Hemos escuchado muy frecuentemente términos como eficacia y efectividad de las vacunas durante todos estos meses de pandemia. Aunque puedan parecer sinónimos, para los científicos la efectividad y la eficacia de una vacuna son conceptos distintos.

Cuando hablamos de eficacia de una vacuna, nos referimos básicamente a qué tanto una vacuna protegerá a un grupo de personas que participa de un estudio clínico.

Al estudiar una potencial vacuna, los investigadores desarrollan una serie de pasos en los que ésta es analizada tanto en estudios preclínicos (estudios en el laboratorio tanto con células como animales) así como en estudios clínicos (que involucran personas).

Los estudios clínicos son divididos en fases y cada fase tiene un objetivo. La eficacia de una potencial vacuna es analizada en la fase 3. En esta, participa un número grande de personas. En el estudio de Pfizer, participaron 43.600 voluntarios y en el estudio de Oxford/AstraZeneca, 23.500 voluntarios. El método utilizado para el estudio de una vacuna es el aleatorizado, doble ciego, comparado con un grupo placebo.

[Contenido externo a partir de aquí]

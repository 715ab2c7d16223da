//! # Atlas - Graph Synthesis and Layout for `.pear` Agent Systems
//!
//! **Atlas** turns a declarative agent-system description (a `.pear` document of pools,
//! routers, agents, tools and history stores) into a positioned node/edge graph that a
//! canvas renderer can draw directly, and keeps that graph's positions stable while the
//! document is being edited.
//!
//! ## Core Workflow
//!
//! The pipeline is a chain of pure functions; nothing is cached between calls.
//!
//! 1.  **Load**: Parse and validate a document with [`Document::from_json`](document::Document::from_json).
//! 2.  **Synthesize**: [`synth::synthesize`] walks the document and emits typed nodes with
//!     deterministic, path-derived ids plus the edges implied by the nesting.
//! 3.  **Lay out**: [`layout::layout`] ranks the structural nodes (pool, router, agent) with a
//!     layered algorithm and hangs the satellites (tools, history) off their parents at fixed
//!     offsets. Every coordinate lands on the 24-unit canvas grid.
//! 4.  **Merge**: [`merge::merge`] keeps the on-screen position of every node that survived an
//!     edit, so manual arrangements are not reset.
//!
//! [`Atlas`](pipeline::Atlas) bundles these steps.
//!
//! ## Quick Start
//!
//! ```rust,no_run
//! use atlas::prelude::*;
//!
//! fn main() -> Result<()> {
//!     let json = r#"{"type": "pool", "data": {"agents": [
//!         {"name": "A", "tools": [{"name": "T1"}, {"name": "T2"}]}
//!     ]}}"#;
//!     let mut document = Document::from_json(json)?;
//!
//!     let atlas = Atlas::builder().with_direction(Direction::TopToBottom).build();
//!     let graph = atlas.render(&document);
//!     for node in &graph.nodes {
//!         println!("{} ({}) at {:?}", node.id, node.kind, node.position);
//!     }
//!
//!     // Edit a field, then re-render while keeping the previous positions.
//!     apply_field_edit(&mut document, "agent-0", "persona", "Terse".into())?;
//!     let updated = atlas.rerender(&document, &graph.nodes);
//!     assert_eq!(updated.nodes.len(), graph.nodes.len());
//!     Ok(())
//! }
//! ```

pub mod document;
pub mod edit;
pub mod error;
pub mod graph;
pub mod layout;
pub mod merge;
pub mod outline;
pub mod pipeline;
pub mod prelude;
pub mod session;
pub mod synth;
use crate::document::{StoreType, payload_name};
use crate::graph::NodeKind;
use serde_json::Value;

/// Display label for a node: the payload's `name`, or a default for its kind.
pub(super) fn label_for(kind: NodeKind, payload: &Value) -> String {
    if let Some(name) = payload_name(payload).filter(|n| !n.trim().is_empty()) {
        return name.to_string();
    }
    match kind {
        NodeKind::Pool => "Agent Pool".to_string(),
        NodeKind::Router => "Router".to_string(),
        NodeKind::Agent => "Agent".to_string(),
        NodeKind::Tool => "Tool".to_string(),
        NodeKind::History => StoreType::of_payload(payload)
            .map(|s| s.label().to_string())
            .unwrap_or_else(|| "History".to_string()),
        NodeKind::Collection => "Agent Collection".to_string(),
        NodeKind::Unknown => "Unknown".to_string(),
    }
}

Tomemos el ejemplo de Pfizer. Los 43.600 voluntarios son divididos en dos grupos: el grupo que recibirá la potencial vacuna y el grupo placebo que recibirá una sustancia que carece de actividad farmacológica (por ejemplo, solución salina). La composición de ambos grupos se determina aleatoriamente, de manera a evitar la introducción accidental de sesgos. Cuando hablamos de doble ciego, nos referimos a que ni los voluntarios ni los profesionales que aplican la vacuna o el placebo, saben qué sustancia recibe cada voluntario. De esta manera se evita otro tipo de sesgos, que también podrían afectar el estudio.

Los voluntarios, luego de recibir su vacuna o su placebo, vuelven a su vida normal y los investigadores monitorean el número de infectados que van apareciendo. Cuando se llega a un número de infectados, los investigadores revisan estos números para saber cuáles infectados recibieron la vacuna y cuáles el placebo. Si la proporción de infectados en el grupo que recibió la vacuna es significativamente menor que la proporción de infectados observada en el grupo placebo, podemos afirmar que la vacuna provee protección contra la infección.

Volviendo al ejemplo de Pfizer, una vez que los investigadores contabilizaron 170 infectados, observaron que 162 de estos habían recibido el placebo y solo 8 la vacuna. De esta manera se llegó a la conclusión, luego de un análisis estadístico, de que la vacuna de Pfizer posee una eficacia del 95%. Análisis similares se realizan con el número de internados y el número de fallecidos en cada uno de los grupos, para determinar la protección ante casos graves y contra la muerte.

Se observa entonces que el término eficacia es utilizado para determinar qué tanto una vacuna protege contra una enfermedad, en un estudio clínico. Como vimos, el estudio clínico es controlado por los investigadores.

Una vez que la vacuna ha sido aprobada, es ofrecida a la población en general. En este escenario, los investigadores ya no tienen tanto control sobre quiénes reciben la vacuna, pero continúan acompañando los resultados de protección a medida que pasa el tiempo. El resultado de este análisis de protección de la vacuna en el mundo real determina la efectividad de la vacuna. Como vemos, la efectividad de la vacuna puede ser distinta a la eficacia que fue determinada en un estudio controlado, principalmente porque en el mundo real los vacunados no necesariamente tendrán, en media, las mismas características que los grupos seleccionados para el estudio.

¿Baja efectividad en Israel?

Israel se ha destacado como uno de los pioneros en la aplicación masiva de las vacunas. El número de vacunados alcanza aproximadamente el 88% de su población y los análisis, según algunos expertos, indicarían que la efectividad de la vacuna de Pfizer estaría cayendo a los 6 meses. Por ese motivo, el gobierno israelí ha autorizado la aplicación de una tercera dosis (1).

Sin embargo, los datos de la efectividad de las vacunas pueden ser complicados de analizar, especialmente en una pequeña población, como la de Israel. Por ese motivo, Estados Unidos no ha autorizado aún la tercera dosis, excepto a personas inmunocomprometidas.

En el caso de Israel, la situación se ha complicado más debido a la falsa seguridad que ha tenido la población, la entrada de la variante delta (variante muy transmisible que se está esparciendo por el mundo) y, lo más importante, el 12% de la población que se niega a recibir la vacuna.

Últimos datos (2) han indicado que la efectividad de las vacunas para proteger de la transmisión ha disminuido debido a la variante Delta; sin embargo, el gran poder de protección que las vacunas aún continúan ofreciendo frente a casos graves y hospitalizaciones es incuestionable.